Per his journal, his blood pressure remains uncontrolled. Review of records shows he is filling his medications as would be expected. You discuss that he will need an additional medication. He expressed disappointment but agrees to start a second agent. You add amlodipine and tell him about the possible side effects.

 


 

After six months on chlorthalidone and amlodipine, his blood pressure journal shows moderately better readings but still averages ~150/95.

UA shows trace protein.

You add lisinopril. His follow-up BMP one week later is stable. You up-titrate the medication dose.

Two weeks later, he presents to the emergency room. Below is a representative picture from his physical exam:

patient lips

Visualdx via Uptodate. Internal use only. Do not reproduce.

 


 

He denies having trouble breathing. He is watched overnight in the hospital, and experiences no additional swelling or dyspnea, therefore he is discharged home. Lisinopril is discontinued and added to his medication allergy list.

You see him in the outpatient clinic 1 week later and start him on valsartan, telling him this is a drug that is a “cousin” to lisinopril, but without the same potential side effects.  You also initiate a workup for secondary causes of hypertension.

 


 

A CXR is obtained:

Chest Xray

You order a sleep study.  The results return showing Mr. Brown has obstructive sleep apnea, and he is started on nightly CPAP therapy. 

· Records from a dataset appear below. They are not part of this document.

//! Record serialisations for registrars and harvesters
//!
//! Provides:
//! - DataCite kernel-3 XML (DOI registration, OAI `datacite*` formats)
//! - Dublin Core (`oai_dc`)
//! - MARC21 XML (`marcxml`)
//! - A small escaping XML builder shared by all of them

mod datacite;
mod marcxml;
mod oai_dc;

pub use datacite::{datacite_v3, oai_datacite};
pub use marcxml::marcxml;
pub use oai_dc::oai_dc;

use crate::config::SiteConfig;
use serde_json::Value;
use std::fmt::Write;

pub const PUBLISHER: &str = "Zenodo";

/// Metadata formats offered over OAI-PMH
#[derive(Debug, Clone, Copy, PartialEq, Eq)]
pub enum MetadataFormat {
    OaiDc,
    DataCite,
    OaiDataCite,
    MarcXml,
}

/// `(metadataPrefix, format)` in the order they are advertised
pub const METADATA_PREFIXES: &[(&str, MetadataFormat)] = &[
    ("oai_dc", MetadataFormat::OaiDc),
    ("datacite", MetadataFormat::DataCite),
    ("oai_datacite", MetadataFormat::OaiDataCite),
    ("datacite3", MetadataFormat::DataCite),
    ("oai_datacite3", MetadataFormat::OaiDataCite),
    ("marcxml", MetadataFormat::MarcXml),
];

impl MetadataFormat {
    pub fn from_prefix(prefix: &str) -> Option<Self> {
        METADATA_PREFIXES
            .iter()
            .find(|(p, _)| *p == prefix)
            .map(|(_, f)| *f)
    }

    pub fn schema(&self) -> &'static str {
        match self {
            MetadataFormat::OaiDc => "http://www.openarchives.org/OAI/2.0/oai_dc.xsd",
            MetadataFormat::DataCite => "http://schema.datacite.org/meta/kernel-3/metadata.xsd",
            MetadataFormat::OaiDataCite => "http://schema.datacite.org/oai/oai-1.0/oai.xsd",
            MetadataFormat::MarcXml => "http://www.loc.gov/standards/marcxml/schema/MARC21slim.xsd",
        }
    }

    pub fn namespace(&self) -> &'static str {
        match self {
            MetadataFormat::OaiDc => "http://www.openarchives.org/OAI/2.0/oai_dc/",
            MetadataFormat::DataCite => "http://datacite.org/schema/kernel-3",
            MetadataFormat::OaiDataCite => "http://schema.datacite.org/oai/oai-1.0/",
            MetadataFormat::MarcXml => "http://www.loc.gov/MARC21/slim",
        }
    }

    /// Serialise a record body (without XML declaration)
    pub fn serialize(&self, record: &Value, site: &SiteConfig) -> String {
        match self {
            MetadataFormat::OaiDc => oai_dc(record, site),
            MetadataFormat::DataCite => datacite_v3(record, site),
            MetadataFormat::OaiDataCite => oai_datacite(record, site),
            MetadataFormat::MarcXml => marcxml(record, site),
        }
    }
}

// ============================================================================
// XML building
// ============================================================================

pub fn escape(text: &str) -> String {
    let mut out = String::with_capacity(text.len());
    for c in text.chars() {
        match c {
            '&' => out.push_str("&amp;"),
            '<' => out.push_str("&lt;"),
            '>' => out.push_str("&gt;"),
            '"' => out.push_str("&quot;"),
            '\'' => out.push_str("&apos;"),
            c => out.push(c),
        }
    }
    out
}

/// Append-only XML writer; every text and attribute value is escaped
#[derive(Debug, Default)]
pub struct XmlBuilder {
    buf: String,
}

impl XmlBuilder {
    pub fn new() -> Self {
        Self::default()
    }

    pub fn declaration(mut self) -> Self {
        self.buf.push_str("<?xml version=\"1.0\" encoding=\"UTF-8\"?>\n");
        self
    }

    fn start_tag(&mut self, tag: &str, attrs: &[(&str, &str)]) {
        self.buf.push('<');
        self.buf.push_str(tag);
        for (name, value) in attrs {
            let _ = write!(self.buf, " {}=\"{}\"", name, escape(value));
        }
    }

    pub fn open(&mut self, tag: &str, attrs: &[(&str, &str)]) -> &mut Self {
        self.start_tag(tag, attrs);
        self.buf.push('>');
        self
    }

    pub fn close(&mut self, tag: &str) -> &mut Self {
        let _ = write!(self.buf, "</{}>", tag);
        self
    }

    pub fn leaf(&mut self, tag: &str, attrs: &[(&str, &str)], text: &str) -> &mut Self {
        self.start_tag(tag, attrs);
        let _ = write!(self.buf, ">{}</{}>", escape(text), tag);
        self
    }

    pub fn empty(&mut self, tag: &str, attrs: &[(&str, &str)]) -> &mut Self {
        self.start_tag(tag, attrs);
        self.buf.push_str("/>");
        self
    }

    /// Insert an already serialised fragment
    pub fn raw(&mut self, fragment: &str) -> &mut Self {
        self.buf.push_str(fragment);
        self
    }

    pub fn finish(self) -> String {
        self.buf
    }
}

// ============================================================================
// Record accessors
// ============================================================================

pub(crate) fn str_at<'a>(record: &'a Value, pointer: &str) -> Option<&'a str> {
    record
        .pointer(pointer)
        .and_then(Value::as_str)
        .filter(|s| !s.trim().is_empty())
}

pub(crate) fn list_at<'a>(record: &'a Value, key: &str) -> &'a [Value] {
    record
        .get(key)
        .and_then(Value::as_array)
        .map(Vec::as_slice)
        .unwrap_or(&[])
}

pub(crate) fn recid(record: &Value) -> Option<String> {
    match record.get("recid") {
        Some(Value::Number(n)) => Some(n.to_string()),
        Some(Value::String(s)) => Some(s.clone()),
        _ => None,
    }
}

pub(crate) fn publication_year(record: &Value) -> Option<&str> {
    str_at(record, "/publication_date").and_then(|d| d.get(..4))
}

/// `info:eu-repo` access right term
pub(crate) fn access_right_uri(access_right: &str) -> &'static str {
    match access_right {
        "embargoed" => "info:eu-repo/semantics/embargoedAccess",
        "restricted" => "info:eu-repo/semantics/restrictedAccess",
        "closed" => "info:eu-repo/semantics/closedAccess",
        _ => "info:eu-repo/semantics/openAccess",
    }
}

#[cfg(test)]
mod tests {
    use super::*;
    use serde_json::json;

    #[test]
    fn test_escape() {
        assert_eq!(escape(r#"a<b & "c">'"#), "a&lt;b &amp; &quot;c&quot;&gt;&apos;");
    }

    #[test]
    fn test_builder() {
        let mut xml = XmlBuilder::new();
        xml.open("a", &[("x", "1&2")])
            .leaf("b", &[], "t<")
            .empty("c", &[("y", "z")])
            .close("a");
        assert_eq!(xml.finish(), r#"<a x="1&amp;2"><b>t&lt;</b><c y="z"/></a>"#);
    }

    #[test]
    fn test_metadata_prefixes() {
        assert_eq!(MetadataFormat::from_prefix("datacite3"), Some(MetadataFormat::DataCite));
        assert_eq!(MetadataFormat::from_prefix("oai_datacite3"), Some(MetadataFormat::OaiDataCite));
        assert_eq!(MetadataFormat::from_prefix("marc21"), None);
        assert_eq!(METADATA_PREFIXES.len(), 6);
    }

    #[test]
    fn test_record_accessors() {
        let record = json!({"recid": 4, "publication_date": "2014-02-27", "title": " "});
        assert_eq!(recid(&record).as_deref(), Some("4"));
        assert_eq!(publication_year(&record), Some("2014"));
        assert_eq!(str_at(&record, "/title"), None);
        assert!(list_at(&record, "creators").is_empty());
    }
}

You also order an aldosterone:renin ratio which comes back as normal.

 


 

You ask Mr. Brown if he has been taking all of his medications as prescribed. He sheepishly reports there is one he hasn’t been able to take since it was prescribed to him, because he can’t afford it. You then prescribe losartan. After this change goes into effect, you are able to get consistent readings of ~ 130/80. You continue to see Mr. Brown in clinic, and do not order any further workup for his hypertension.